New member; same old feelings

Yayaceni11

Member
Joined
Feb 14, 2020
Messages
30
Reaction score
8
Hello everyone!
I am new to this website and am so glad I found it. I have been dealing with anxiety my whole life but lately it has been out of control. It all started last month, I had gotten a couple UTI’s in a row and really worried it was something else. Around that same time I felt a small bump right under my ear lobe and started panicking. I had a friend who was a couple years younger then me pass away because of lymphoma and I was worried that small bump was the beginning. I went to the doctor multiple times and was told it was either a sebaceous cyst or a lymph node. This did not help and my health anxiety went through the roof. I thought I was really dying. I had panic attacks, trouble breathing, muscle and joint pain, and fatigue. I visited urgent care and every time I went I had labs drawn and was told everything is fine. I never had any imaging done so I am scared if they missed something. I am so tense my left shoulder and left side of neck always seem to hurt. I am currently taking Zoloft but I am not sure if it is helping. I don’t have an appointment to see a therapist until next month. I am so scared and even though I know it might be my health anxiety I can’t help but shake the thought of it being something else, something serious. I have a hard time talking to my family because they seem to be tired of my complaining. Has anyone experienced anything like this? At this point I just want some reassurance that I am not dying. Health anxiety is the worst. Googling every little symptom I have is also not helpful. Anyone have any tips on how to stop looking for answers on the internet?
 

kme3n7

Member
Joined
Jan 17, 2020
Messages
41
Reaction score
20
I am sure most of us have. I have gotten to the point where I just stay off the internet because that will take you from being worried into an absolute panic. Also blood tests won't pick up all cancers, but I am pretty sure I have had a doctor tell me that your WBC would be up if there was a lymphoma present.

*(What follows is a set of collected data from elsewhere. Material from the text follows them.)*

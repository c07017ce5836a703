//! HTTP front-end for the Haven companion.

pub mod app;
pub mod config;
pub mod error;
pub mod handlers;
pub mod middleware;
pub mod openapi;
pub mod routes;
pub mod state;

pub use app::build_router;
pub use config::Config;
pub use error::{ApiError, ApiResult};
pub use state::AppState;
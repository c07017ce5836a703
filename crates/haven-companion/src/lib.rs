pub mod chat_store;
pub mod companion;
pub mod config;
pub mod events;
pub mod session;

pub use chat_store::ChatStore;
pub use companion::Companion;
pub use config::CompanionConfig;
pub use events::CompanionEvent;
pub use session::SessionStore;
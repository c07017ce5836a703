use async_trait::async_trait;
use std::collections::HashMap;
use tokio::sync::RwLock;

use crate::error::Result;
use crate::store::KeyValueStore;

/// Process-local store. Contents are lost on exit.
#[derive(Debug, Default)]
pub struct MemoryStore {
    entries: RwLock<HashMap<String, String>>,
}

impl MemoryStore {
    pub fn new() -> Self {
        Self::default()
    }

    pub async fn len(&self) -> usize {
        self.entries.read().await.len()
    }

    pub async fn is_empty(&self) -> bool {
        self.entries.read().await.is_empty()
    }
}

#[async_trait]
impl KeyValueStore for MemoryStore {
    async fn get(&self, key: &str) -> Result<Option<String>> {
        Ok(self.entries.read().await.get(key).cloned())
    }

    async fn set(&self, key: &str, value: String) -> Result<()> {
        self.entries.write().await.insert(key.to_string(), value);
        Ok(())
    }

    async fn remove(&self, key: &str) -> Result<()> {
        self.entries.write().await.remove(key);
        Ok(())
    }

    fn backend_name(&self) -> &'static str {
        "memory"
    }
}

HA is indeed the absolute worst. There are always small symptoms and I wonder that the fact that they are small means that it's just the beginning. A lot of the small symptoms are items that I wonder if I would ever even notice at all if I didn't have HA.
 

Bobnnat

Active Member
Joined
Nov 5, 2019
Messages
480
Reaction score
247
Hi Yaya,

Since lymphoma is a blood cancer, yes, there would be irregularities in a CBC, as there would be with leukemia. Also, think about this; if your doctor, or the ER doctors you've seen thought the bump was suspicious, they wouldn't just send you on your way. It would either be imaged, biopsied or at the least you'd be told to come back in say a month to let the doctor see it again. The doctors risk malpractice, lawsuits, fines and reputation issues when they fail to notice a serious sign/symptom.

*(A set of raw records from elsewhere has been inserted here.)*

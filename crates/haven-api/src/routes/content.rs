use axum::{extract::Path, Json};
use haven::{
    find_exercise, mood_response, BreathingExercise, Mood, ACTIVITIES, EXERCISES, QUOTES, TIPS,
};
use serde::Serialize;
use utoipa::ToSchema;

use crate::error::{ApiError, ApiResult};

#[derive(Debug, Serialize, ToSchema)]
pub struct ExerciseResponse {
    pub name: String,
    pub description: String,
    pub steps: Vec<String>,
    pub duration_secs: u32,
    /// Seconds of inhale, hold, exhale and rest
    pub pattern: Vec<u32>,
}

#[derive(Debug, Serialize, ToSchema)]
pub struct ContentListResponse {
    pub items: Vec<String>,
}

#[derive(Debug, Serialize, ToSchema)]
pub struct MoodEntryResponse {
    pub mood: String,
    pub greeting: String,
    pub suggestions: Vec<String>,
}

/// All breathing exercises
#[utoipa::path(
    get,
    path = "/content/exercises",
    responses(
        (status = 200, description = "Breathing exercises", body = [ExerciseResponse])
    ),
    tag = "content"
)]
pub async fn list_exercises() -> Json<Vec<ExerciseResponse>> {
    Json(EXERCISES.iter().map(exercise_to_response).collect())
}

/// One breathing exercise, looked up by name (case-insensitive)
#[utoipa::path(
    get,
    path = "/content/exercises/{name}",
    params(
        ("name" = String, Path, description = "Exercise name, e.g. \"Box Breathing\"")
    ),
    responses(
        (status = 200, description = "Exercise details", body = ExerciseResponse),
        (status = 404, description = "Exercise not found")
    ),
    tag = "content"
)]
pub async fn get_exercise(Path(name): Path<String>) -> ApiResult<Json<ExerciseResponse>> {
    find_exercise(&name)
        .map(|exercise| Json(exercise_to_response(exercise)))
        .ok_or(ApiError::ExerciseNotFound(name))
}

/// Wellness tips
#[utoipa::path(
    get,
    path = "/content/tips",
    responses(
        (status = 200, description = "Wellness tips", body = ContentListResponse)
    ),
    tag = "content"
)]
pub async fn list_tips() -> Json<ContentListResponse> {
    Json(to_list(TIPS))
}

/// Motivational quotes
#[utoipa::path(
    get,
    path = "/content/quotes",
    responses(
        (status = 200, description = "Quotes", body = ContentListResponse)
    ),
    tag = "content"
)]
pub async fn list_quotes() -> Json<ContentListResponse> {
    Json(to_list(QUOTES))
}

/// Suggested activities
#[utoipa::path(
    get,
    path = "/content/activities",
    responses(
        (status = 200, description = "Activities", body = ContentListResponse)
    ),
    tag = "content"
)]
pub async fn list_activities() -> Json<ContentListResponse> {
    Json(to_list(ACTIVITIES))
}

/// The mood picker: every mood with its greeting and suggestions
#[utoipa::path(
    get,
    path = "/content/moods",
    responses(
        (status = 200, description = "Moods", body = [MoodEntryResponse])
    ),
    tag = "content"
)]
pub async fn list_moods() -> Json<Vec<MoodEntryResponse>> {
    let moods = Mood::ALL
        .iter()
        .map(|&mood| {
            let entry = mood_response(mood);
            MoodEntryResponse {
                mood: mood.as_str().to_string(),
                greeting: entry.greeting.to_string(),
                suggestions: entry.suggestions.iter().map(|s| s.to_string()).collect(),
            }
        })
        .collect();
    Json(moods)
}

fn exercise_to_response(exercise: &BreathingExercise) -> ExerciseResponse {
    ExerciseResponse {
        name: exercise.name.to_string(),
        description: exercise.description.to_string(),
        steps: exercise.steps.iter().map(|s| s.to_string()).collect(),
        duration_secs: exercise.duration_secs,
        pattern: exercise.pattern.to_vec(),
    }
}

fn to_list(items: &[&str]) -> ContentListResponse {
    ContentListResponse {
        items: items.iter().map(|s| s.to_string()).collect(),
    }
}
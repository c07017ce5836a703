use axum::{
    extract::{Path, State},
    http::StatusCode,
    Json,
};
use chrono::{DateTime, Utc};
use haven::Chat;
use serde::{Deserialize, Serialize};
use std::sync::Arc;
use utoipa::ToSchema;

use super::messages::{message_to_response, MessageResponse};
use crate::{
    error::{ApiError, ApiResult},
    state::AppState,
};

#[derive(Debug, Serialize, ToSchema)]
pub struct ChatSummaryResponse {
    pub chat_id: String,
    pub title: String,
    pub message_count: usize,
    #[serde(skip_serializing_if = "Option::is_none")]
    pub last_message: Option<String>,
    pub created_at: DateTime<Utc>,
    pub updated_at: DateTime<Utc>,
}

#[derive(Debug, Serialize, ToSchema)]
pub struct ChatResponse {
    pub chat_id: String,
    pub title: String,
    pub created_at: DateTime<Utc>,
    pub updated_at: DateTime<Utc>,
    pub messages: Vec<MessageResponse>,
}

/// Chats newest first, plus the selection pointer
#[derive(Debug, Serialize, ToSchema)]
pub struct ListChatsResponse {
    pub chats: Vec<ChatSummaryResponse>,
    pub current_chat_id: Option<String>,
    pub composing: bool,
}

#[derive(Debug, Deserialize, ToSchema)]
pub struct SelectChatRequest {
    pub chat_id: String,
}

#[derive(Debug, Serialize, ToSchema)]
pub struct CurrentChatResponse {
    pub current_chat_id: Option<String>,
}

/// List the signed-in user's chats
#[utoipa::path(
    get,
    path = "/chats",
    responses(
        (status = 200, description = "List of chats", body = ListChatsResponse),
        (status = 401, description = "Not signed in")
    ),
    tag = "chats"
)]
pub async fn list_chats(State(state): State<Arc<AppState>>) -> ApiResult<Json<ListChatsResponse>> {
    state.require_user().await?;

    let chats = state
        .companion
        .chats()
        .await
        .iter()
        .map(chat_to_summary)
        .collect();

    Ok(Json(ListChatsResponse {
        chats,
        current_chat_id: state.companion.current_chat_id().await,
        composing: state.companion.is_composing().await,
    }))
}

/// Create an empty chat and select it
#[utoipa::path(
    post,
    path = "/chats",
    responses(
        (status = 201, description = "Chat created", body = ChatResponse),
        (status = 401, description = "Not signed in")
    ),
    tag = "chats"
)]
pub async fn create_chat(
    State(state): State<Arc<AppState>>,
) -> ApiResult<(StatusCode, Json<ChatResponse>)> {
    state.require_user().await?;

    let chat_id = state.companion.create_chat().await?;
    let chat = state
        .companion
        .chat(&chat_id)
        .await
        .ok_or_else(|| ApiError::ChatNotFound(chat_id))?;

    Ok((StatusCode::CREATED, Json(chat_to_response(chat))))
}

/// Get a chat with all of its messages
#[utoipa::path(
    get,
    path = "/chats/{chat_id}",
    params(
        ("chat_id" = String, Path, description = "Chat ID")
    ),
    responses(
        (status = 200, description = "Chat details", body = ChatResponse),
        (status = 401, description = "Not signed in"),
        (status = 404, description = "Chat not found")
    ),
    tag = "chats"
)]
pub async fn get_chat(
    State(state): State<Arc<AppState>>,
    Path(chat_id): Path<String>,
) -> ApiResult<Json<ChatResponse>> {
    state.require_user().await?;

    let chat = state
        .companion
        .chat(&chat_id)
        .await
        .ok_or_else(|| ApiError::ChatNotFound(chat_id))?;

    Ok(Json(chat_to_response(chat)))
}

/// Delete a chat; deleting an unknown chat is not an error
#[utoipa::path(
    delete,
    path = "/chats/{chat_id}",
    params(
        ("chat_id" = String, Path, description = "Chat ID")
    ),
    responses(
        (status = 204, description = "Chat deleted"),
        (status = 401, description = "Not signed in")
    ),
    tag = "chats"
)]
pub async fn delete_chat(
    State(state): State<Arc<AppState>>,
    Path(chat_id): Path<String>,
) -> ApiResult<StatusCode> {
    state.require_user().await?;

    if !state.companion.delete_chat(&chat_id).await? {
        tracing::debug!(chat_id = %chat_id, "Delete of unknown chat ignored");
    }

    Ok(StatusCode::NO_CONTENT)
}

/// Select the current chat; an unknown id leaves the selection unchanged
#[utoipa::path(
    put,
    path = "/chats/current",
    request_body = SelectChatRequest,
    responses(
        (status = 200, description = "Selection after the request", body = CurrentChatResponse),
        (status = 401, description = "Not signed in")
    ),
    tag = "chats"
)]
pub async fn select_chat(
    State(state): State<Arc<AppState>>,
    Json(req): Json<SelectChatRequest>,
) -> ApiResult<Json<CurrentChatResponse>> {
    state.require_user().await?;

    state.companion.select_chat(&req.chat_id).await?;

    Ok(Json(CurrentChatResponse {
        current_chat_id: state.companion.current_chat_id().await,
    }))
}

fn chat_to_summary(chat: &Chat) -> ChatSummaryResponse {
    ChatSummaryResponse {
        chat_id: chat.id.clone(),
        title: chat.title.clone(),
        message_count: chat.messages.len(),
        last_message: chat.last_message().map(|m| m.text.clone()),
        created_at: chat.created_at,
        updated_at: chat.updated_at,
    }
}

fn chat_to_response(chat: Chat) -> ChatResponse {
    ChatResponse {
        chat_id: chat.id,
        title: chat.title,
        created_at: chat.created_at,
        updated_at: chat.updated_at,
        messages: chat.messages.into_iter().map(message_to_response).collect(),
    }
}
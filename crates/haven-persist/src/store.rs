use async_trait::async_trait;

use crate::error::Result;

/// Raw string key-value storage
///
/// Implementations provide backend-specific reads and writes. Values are
/// opaque strings; typed access goes through [`crate::Storage`].
#[async_trait]
pub trait KeyValueStore: Send + Sync {
    /// Read a value, `None` when the key is absent
    async fn get(&self, key: &str) -> Result<Option<String>>;

    /// Insert or overwrite a value
    async fn set(&self, key: &str, value: String) -> Result<()>;

    /// Remove a key. Removing an absent key is not an error.
    async fn remove(&self, key: &str) -> Result<()>;

    /// Short backend name used in logs and health checks
    fn backend_name(&self) -> &'static str;
}
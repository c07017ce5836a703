pub mod auth;
pub mod chats;
pub mod content;
pub mod health;
pub mod messages;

Do doctors sometimes make such an error? Of course, it happens. But for every error (most of which have no serious affects), there are thousands of accurate diagnoses.

If you still are freaking out, I get it. That's the ugliness of HA. You might then see your GP again and just ask straight out..does this look like a suspicious node/lump to you? Does it have to be monitored, imaged, etc? Hopefully when you're told "no" you can trust your doctor and let this go. Trusting the doc, is a major step in the right direction for those of us with this mental illness.
 

Yayaceni11

Member
Joined
Feb 14, 2020
Messages
30
Reaction score
8
Thanks for your reply. My WBC was within normal range so I guess I can rule that out. I just get so worried and hyped up for every little thing. I just hope I can find a way to beat this HA. I feel like it has taken over my life!